My recent “Invitation to the Rest of Your Life Trip” in Tuscany wasn’t what any of us expected—not me or the ladies who joined me. No one could have foreseen that early the morning of day three, I would get horribly sick at the villa, unable to be more than ten feet away from the bathroom, but that was only the beginning.
I wound up being taken to a hospital in Florence, Italy, and eventually returning to the U.S. with the aid of wheelchairs at each of the airports.
There’s nothing obvious that caused my system to unravel the way it did. The doctor who was called to the villa said it could be viral and I might be contagious, although, with explosive, uncontrollable diarrhea, no one had to worry about me being around other people. He wrote four prescriptions—none of which began to help, even moderately, until three days later.
By the last day of our trip, I was weak, I’d had a rapid heartbeat for days, and I felt like I was dealing with more than diarrhea. When I called my doctor at home, he guessed that aside from whatever got me, I’d probably lost eight liters of water plus electrolytes. He urged me to check myself into a hospital in Florence.
I was taken by ambulance to the ‘oldest still functioning hospital in the world,’ Santa Maria, Nuova. Built in 1288, it’s the hospital where they take indigents, people off the street, and old people without means who are near death, and I can attest to this because they were all around me.
The hospital staff had no sense of urgency, and after they checked me in, they left me on a gurney in the hallway for three hours while I tried not to pass out. To their credit, they did a scan of my abdomen, an EKG, a Covid test, and some blood tests. In between each of the nurse’s five attempts to find a vein, he would pause to eat another chocolate truffle, and no, he didn’t wash his hands, and he wasn’t wearing gloves.

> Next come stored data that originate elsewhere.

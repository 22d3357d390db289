//! Per-application bootstrap templates consumed by Preparr.
//!
//! A template is kept as the order-preserving JSON object it was read from.
//! The keys the credential wiring cares about (`apiKey`, `applications`,
//! each entry's `name`/`fields`, each field's `name`/`value`) are reached
//! through borrowed views, and rewrites happen in place, so every object
//! keeps its source key order and untouched values re-serialize as written.

use serde::{Deserialize, Serialize};
use serde_json::{Map, Value};

/// JSON key of the API key, both at the top level and as a field name.
pub const API_KEY_FIELD: &str = "apiKey";
/// JSON key of the downstream application list.
pub const APPLICATIONS_FIELD: &str = "applications";
/// JSON key of an entry or field name.
pub const NAME_FIELD: &str = "name";
/// JSON key of an entry's field list.
pub const FIELDS_FIELD: &str = "fields";
/// JSON key of a field value.
pub const VALUE_FIELD: &str = "value";

/// Bootstrap configuration for one application.
#[derive(Debug, Clone, Default, PartialEq, Serialize, Deserialize)]
#[serde(transparent)]
pub struct AppConfigTemplate {
    document: Map<String, Value>,
}

impl AppConfigTemplate {
    /// Parse a template from JSON text. The document must be an object.
    pub fn from_json_str(input: &str) -> Result<Self, serde_json::Error> {
        serde_json::from_str(input)
    }

    /// Wrap an already parsed object.
    #[must_use]
    pub const fn from_map(document: Map<String, Value>) -> Self {
        Self { document }
    }

    /// The underlying object, in source key order.
    #[must_use]
    pub const fn as_map(&self) -> &Map<String, Value> {
        &self.document
    }

    /// Unwrap into the underlying object.
    #[must_use]
    pub fn into_map(self) -> Map<String, Value> {
        self.document
    }

    /// The API key currently set, when it is a string.
    #[must_use]
    pub fn api_key(&self) -> Option<&str> {
        self.document.get(API_KEY_FIELD).and_then(Value::as_str)
    }

    /// Overwrite the top-level API key whatever it held before.
    ///
    /// An existing key keeps its position; a missing one is appended.
    pub fn set_api_key(&mut self, key: &str) {
        self.document
            .insert(API_KEY_FIELD.to_string(), Value::String(key.to_string()));
    }

    /// Object entries of `applications`, when it is an array.
    pub fn applications(&self) -> impl Iterator<Item = ApplicationEntry<'_>> {
        self.document
            .get(APPLICATIONS_FIELD)
            .and_then(Value::as_array)
            .into_iter()
            .flatten()
            .filter_map(Value::as_object)
            .map(|raw| ApplicationEntry { raw })
    }

    /// Raw `applications` value for in-place rewriting.
    pub(crate) fn applications_mut(&mut self) -> Option<&mut Value> {
        self.document.get_mut(APPLICATIONS_FIELD)
    }

    /// The template as a JSON value, for embedding into Helm values.
    #[must_use]
    pub fn to_value(&self) -> Value {
        Value::Object(self.document.clone())
    }
}

/// Read view of a downstream application entry.
#[derive(Debug, Clone, Copy, PartialEq)]
pub struct ApplicationEntry<'a> {
    raw: &'a Map<String, Value>,
}

impl<'a> ApplicationEntry<'a> {
    /// Entry name when it is a string (`Sonarr`, `Radarr`, ...).
    #[must_use]
    pub fn name(self) -> Option<&'a str> {
        self.raw.get(NAME_FIELD).and_then(Value::as_str)
    }

    /// Object entries of `fields`, when it is an array.
    pub fn fields(self) -> impl Iterator<Item = FieldEntry<'a>> {
        self.raw
            .get(FIELDS_FIELD)
            .and_then(Value::as_array)
            .into_iter()
            .flatten()
            .filter_map(Value::as_object)
            .map(|raw| FieldEntry { raw })
    }

    /// The entry object as written.
    #[must_use]
    pub const fn as_map(self) -> &'a Map<String, Value> {
        self.raw
    }
}

/// Read view of a `{name, value}` field inside an application entry.
#[derive(Debug, Clone, Copy, PartialEq)]
pub struct FieldEntry<'a> {
    raw: &'a Map<String, Value>,
}

impl<'a> FieldEntry<'a> {
    /// Field name when it is a string.
    #[must_use]
    pub fn name(self) -> Option<&'a str> {
        self.raw.get(NAME_FIELD).and_then(Value::as_str)
    }

    /// Field value; `None` when the key is absent, `Some(Null)` for `null`.
    #[must_use]
    pub fn value(self) -> Option<&'a Value> {
        self.raw.get(VALUE_FIELD)
    }

    /// True when this field carries an API key.
    #[must_use]
    pub fn is_api_key(self) -> bool {
        is_api_key_field(self.raw)
    }
}

/// True when a field object is named `apiKey`.
pub(crate) fn is_api_key_field(field: &Map<String, Value>) -> bool {
    field.get(NAME_FIELD).and_then(Value::as_str) == Some(API_KEY_FIELD)
}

A few years ago a girlfriend was taken by ambulance to the same hospital in Florence for a different reason. Her scary experience there was almost identical to mine, and as I was lying on a gurney in the hallway for three hours, being totally ignored, she texted, “Same ambulance? Same hallway? Same gurney?” Thank goodness for friends with a sense of humor!
After five hours, they began giving me IV fluids, and when I left, I was given four more prescriptions—two were different antibiotics—and told I couldn’t leave Florence for four days and I couldn’t walk around the city. I stayed in bed and ate bread, bananas, and potatoes, and drank two liters of water a day. That’s when my esophagus started spasming… I’ll spare you.

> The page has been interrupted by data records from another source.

//! Env command handler.

use crate::error::{CliError, ExitCode};
use crate::format::OutputMode;
use crate::{CliOutput, format_error_output, format_ndjson_summary};
use servarr_config::{DeploymentEnv, EnvVarStatus, collect_std_env};
use servarr_shared::ErrorEnvelope;
use std::collections::BTreeMap;

/// Run `env check` against the process environment.
pub fn run_env_check(mode: OutputMode) -> Result<CliOutput, CliError> {
    env_check_with_map(mode, &collect_std_env())
}

fn env_check_with_map(
    mode: OutputMode,
    map: &BTreeMap<String, String>,
) -> Result<CliOutput, CliError> {
    let env = match DeploymentEnv::from_map(map) {
        Ok(env) => env,
        Err(error) => return Ok(format_error_output(mode, &ErrorEnvelope::from(error))),
    };
    let statuses = DeploymentEnv::describe(map);
    let missing = env.missing_required();
    let exit_code = match env.require() {
        Ok(_) => ExitCode::Ok,
        Err(error) => ExitCode::for_envelope(&error),
    };
    let status = if missing.is_empty() { "ok" } else { "error" };

    let stdout = if mode.is_ndjson() {
        let mut out = String::new();
        for variable in &statuses {
            let line = serde_json::json!({ "type": "variable", "variable": variable });
            out.push_str(&serde_json::to_string(&line)?);
            out.push('\n');
        }
        out.push_str(&format_ndjson_summary(
            status,
            "env",
            Some(serde_json::json!({ "missing": missing })),
        ));
        out
    } else if mode.is_json() || mode.is_yaml() {
        let payload = serde_json::json!({
            "status": status,
            "variables": statuses,
            "missing": missing,
        });
        let mut output = serde_json::to_string_pretty(&payload)?;
        output.push('\n');
        output
    } else {
        format_env_text(status, &statuses, &missing)
    };

    Ok(CliOutput {
        stdout,
        stderr: String::new(),
        exit_code,
    })
}

fn format_env_text(status: &str, statuses: &[EnvVarStatus], missing: &[&str]) -> String {
    let mut out = String::new();
    out.push_str("status: ");
    out.push_str(status);
    out.push('\n');
    out.push_str("variables:\n");
    for variable in statuses {
        out.push_str("  ");
        out.push_str(variable.name);
        match &variable.value {
            Some(value) => {
                out.push_str(" = ");
                out.push_str(value);
            },
            None => out.push_str(" (unset)"),
        }
        out.push('\n');
    }
    if !missing.is_empty() {
        out.push_str("missing: ");
        out.push_str(&missing.join(", "));
        out.push('\n');
    }
    out
}

#[cfg(test)]
mod tests {
    use super::*;
    use crate::format::OutputFormat;
    use std::error::Error;

    fn json_mode() -> OutputMode {
        OutputMode {
            format: OutputFormat::Json,
            no_progress: true,
            agent: false,
        }
    }

    #[test]
    fn empty_env_reports_every_required_variable() -> Result<(), Box<dyn Error>> {
        let output = env_check_with_map(json_mode(), &BTreeMap::new())?;
        let value: serde_json::Value = serde_json::from_str(&output.stdout)?;

        assert_eq!(output.exit_code, ExitCode::InvalidInput);
        assert_eq!(value["status"], "error");
        let missing = value["missing"].as_array().ok_or("missing array")?;
        assert!(missing.contains(&serde_json::json!("SONARR_APIKEY")));
        assert!(missing.contains(&serde_json::json!("POSTGRES_PASSWORD")));
        assert!(!missing.contains(&serde_json::json!("POSTGRES_USER")));
        Ok(())
    }

    #[test]
    fn secret_values_are_never_printed() -> Result<(), Box<dyn Error>> {
        let mut map = BTreeMap::new();
        map.insert("SONARR_APIKEY".to_string(), "super-secret".to_string());
        map.insert("POSTGRES_HOST".to_string(), "db.lan".to_string());

        let output = env_check_with_map(json_mode(), &map)?;
        assert!(!output.stdout.contains("super-secret"));
        assert!(output.stdout.contains("db.lan"));
        Ok(())
    }

    #[test]
    fn invalid_port_is_a_structured_error() -> Result<(), Box<dyn Error>> {
        let mut map = BTreeMap::new();
        map.insert("POSTGRES_PORT".to_string(), "not-a-port".to_string());

        let output = env_check_with_map(json_mode(), &map)?;
        let value: serde_json::Value = serde_json::from_str(&output.stdout)?;
        assert_eq!(value["error"]["code"], "ERR_CONFIG_INVALID_ENV_INT");
        assert_eq!(output.exit_code, ExitCode::InvalidInput);
        Ok(())
    }
}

Once home, I saw my doctor who gave me two more prescriptions: a potassium supplement to replace what I’d lost and another for the esophagus. The bread, potatoes, and bananas continued for another week and even now, 27 days out from my initial problem, I’m unable to resume a normal diet until June 15. My doctor also said I shouldn’t be surprised if four to six months from now, I lose some of my hair. So far, I’ve lost eight pounds. I don’t remember ever being this sick, and to go through much of it alone, in another country where you don’t speak the language… I wouldn’t wish this on anyone.
While the trip didn’t go as anyone hoped, the nine ladies traveled to the places on the itinerary. They shopped and ate pasta and bonded and formed genuine friendships with one another, and for that, I’m glad. I was the common denominator that brought them all together, but in the end, I’m sad to say I was the outsider.